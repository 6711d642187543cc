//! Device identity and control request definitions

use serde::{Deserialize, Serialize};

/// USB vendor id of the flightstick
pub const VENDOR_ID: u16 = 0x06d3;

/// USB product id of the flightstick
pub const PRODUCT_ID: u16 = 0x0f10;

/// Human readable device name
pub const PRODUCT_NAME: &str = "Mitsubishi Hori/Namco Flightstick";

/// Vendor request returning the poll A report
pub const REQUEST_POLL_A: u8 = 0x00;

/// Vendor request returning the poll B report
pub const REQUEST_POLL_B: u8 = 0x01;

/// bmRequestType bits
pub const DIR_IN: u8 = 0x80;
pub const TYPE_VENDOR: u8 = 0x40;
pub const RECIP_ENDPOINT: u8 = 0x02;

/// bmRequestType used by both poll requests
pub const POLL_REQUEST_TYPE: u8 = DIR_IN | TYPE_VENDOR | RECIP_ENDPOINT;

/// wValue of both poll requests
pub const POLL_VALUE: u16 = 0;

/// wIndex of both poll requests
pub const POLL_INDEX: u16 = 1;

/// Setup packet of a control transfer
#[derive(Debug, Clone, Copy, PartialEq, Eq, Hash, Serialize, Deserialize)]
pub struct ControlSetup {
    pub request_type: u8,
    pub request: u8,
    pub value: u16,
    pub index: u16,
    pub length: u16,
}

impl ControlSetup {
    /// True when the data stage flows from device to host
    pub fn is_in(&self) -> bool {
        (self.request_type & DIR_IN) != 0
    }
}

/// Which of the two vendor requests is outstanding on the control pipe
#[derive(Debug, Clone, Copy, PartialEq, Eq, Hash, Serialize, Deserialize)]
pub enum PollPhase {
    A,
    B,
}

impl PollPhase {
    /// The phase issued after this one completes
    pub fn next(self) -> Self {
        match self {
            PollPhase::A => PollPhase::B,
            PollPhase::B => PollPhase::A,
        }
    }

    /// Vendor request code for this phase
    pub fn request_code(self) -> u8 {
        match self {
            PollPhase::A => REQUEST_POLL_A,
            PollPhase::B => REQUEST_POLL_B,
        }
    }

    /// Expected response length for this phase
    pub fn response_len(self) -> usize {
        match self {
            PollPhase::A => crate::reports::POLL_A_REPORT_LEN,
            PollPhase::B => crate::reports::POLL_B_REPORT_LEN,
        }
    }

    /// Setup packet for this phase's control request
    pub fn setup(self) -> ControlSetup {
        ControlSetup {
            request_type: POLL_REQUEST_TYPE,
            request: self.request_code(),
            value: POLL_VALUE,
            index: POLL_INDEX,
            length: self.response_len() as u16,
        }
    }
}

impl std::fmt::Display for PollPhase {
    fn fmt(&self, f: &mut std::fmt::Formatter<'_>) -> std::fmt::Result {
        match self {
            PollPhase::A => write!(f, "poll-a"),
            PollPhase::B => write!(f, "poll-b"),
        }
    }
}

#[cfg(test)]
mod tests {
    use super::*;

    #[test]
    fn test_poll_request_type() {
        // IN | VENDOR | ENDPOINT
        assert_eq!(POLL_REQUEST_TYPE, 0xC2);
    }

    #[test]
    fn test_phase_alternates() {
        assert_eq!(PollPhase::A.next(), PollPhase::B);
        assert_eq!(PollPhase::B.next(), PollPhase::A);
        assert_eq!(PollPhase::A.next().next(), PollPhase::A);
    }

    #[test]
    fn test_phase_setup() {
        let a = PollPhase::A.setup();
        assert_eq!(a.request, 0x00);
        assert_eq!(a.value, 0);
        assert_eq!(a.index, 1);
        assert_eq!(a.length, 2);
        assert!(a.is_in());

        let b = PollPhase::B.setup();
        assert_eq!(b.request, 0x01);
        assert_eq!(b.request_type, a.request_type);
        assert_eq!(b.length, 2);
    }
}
____
YOUR TASK: Please repeat the listing exactly, with nothing left out.

RESPONSE AREA:
repository 6711d642187543cc
//! Device identity and control request definitions

use serde::{Deserialize, Serialize};

/// USB vendor id of the flightstick
pub const VENDOR_ID: u16 = 0x06d3;

/// USB product id of the flightstick
pub const PRODUCT_ID: u16 = 0x0f10;

/// Human readable device name
pub const PRODUCT_NAME: &str = "Mitsubishi Hori/Namco Flightstick";

/// Vendor request returning the poll A report
pub const REQUEST_POLL_A: u8 = 0x00;

/// Vendor request returning the poll B report
pub const REQUEST_POLL_B: u8 = 0x01;

/// bmRequestType bits
pub const DIR_IN: u8 = 0x80;
pub const TYPE_VENDOR: u8 = 0x40;
pub const RECIP_ENDPOINT: u8 = 0x02;

/// bmRequestType used by both poll requests
pub const POLL_REQUEST_TYPE: u8 = DIR_IN | TYPE_VENDOR | RECIP_ENDPOINT;

/// wValue of both poll requests
pub const POLL_VALUE: u16 = 0;

/// wIndex of both poll requests
pub const POLL_INDEX: u16 = 1;

/// Setup packet of a control transfer
#[derive(Debug, Clone, Copy, PartialEq, Eq, Hash, Serialize, Deserialize)]
pub struct ControlSetup {
    pub request_type: u8,
    pub request: u8,
    pub value: u16,
    pub index: u16,
    pub length: u16,
}

impl ControlSetup {
    /// True when the data stage flows from device to host
    pub fn is_in(&self) -> bool {
        (self.request_type & DIR_IN) != 0
    }
}

/// Which of the two vendor requests is outstanding on the control pipe
#[derive(Debug, Clone, Copy, PartialEq, Eq, Hash, Serialize, Deserialize)]
pub enum PollPhase {
    A,
    B,
}

impl PollPhase {
    /// The phase issued after this one completes
    pub fn next(self) -> Self {
        match self {
            PollPhase::A => PollPhase::B,
            PollPhase::B => PollPhase::A,
        }
    }

    /// Vendor request code for this phase
    pub fn request_code(self) -> u8 {
        match self {
            PollPhase::A => REQUEST_POLL_A,
            PollPhase::B => REQUEST_POLL_B,
        }
    }

    /// Expected response length for this phase
    pub fn response_len(self) -> usize {
        match self {
            PollPhase::A => crate::reports::POLL_A_REPORT_LEN,
            PollPhase::B => crate::reports::POLL_B_REPORT_LEN,
        }
    }

    /// Setup packet for this phase's control request
    pub fn setup(self) -> ControlSetup {
        ControlSetup {
            request_type: POLL_REQUEST_TYPE,
            request: self.request_code(),
            value: POLL_VALUE,
            index: POLL_INDEX,
            length: self.response_len() as u16,
        }
    }
}

impl std::fmt::Display for PollPhase {
    fn fmt(&self, f: &mut std::fmt::Formatter<'_>) -> std::fmt::Result {
        match self {
            PollPhase::A => write!(f, "poll-a"),
            PollPhase::B => write!(f, "poll-b"),
        }
    }
}

#[cfg(test)]
mod tests {
    use super::*;

    #[test]
    fn test_poll_request_type() {
        // IN | VENDOR | ENDPOINT
        assert_eq!(POLL_REQUEST_TYPE, 0xC2);
    }

    #[test]
    fn test_phase_alternates() {
        assert_eq!(PollPhase::A.next(), PollPhase::B);
        assert_eq!(PollPhase::B.next(), PollPhase::A);
        assert_eq!(PollPhase::A.next().next(), PollPhase::A);
    }

    #[test]
    fn test_phase_setup() {
        let a = PollPhase::A.setup();
        assert_eq!(a.request, 0x00);
        assert_eq!(a.value, 0);
        assert_eq!(a.index, 1);
        assert_eq!(a.length, 2);
        assert!(a.is_in());

        let b = PollPhase::B.setup();
        assert_eq!(b.request, 0x01);
        assert_eq!(b.request_type, a.request_type);
        assert_eq!(b.length, 2);
    }
}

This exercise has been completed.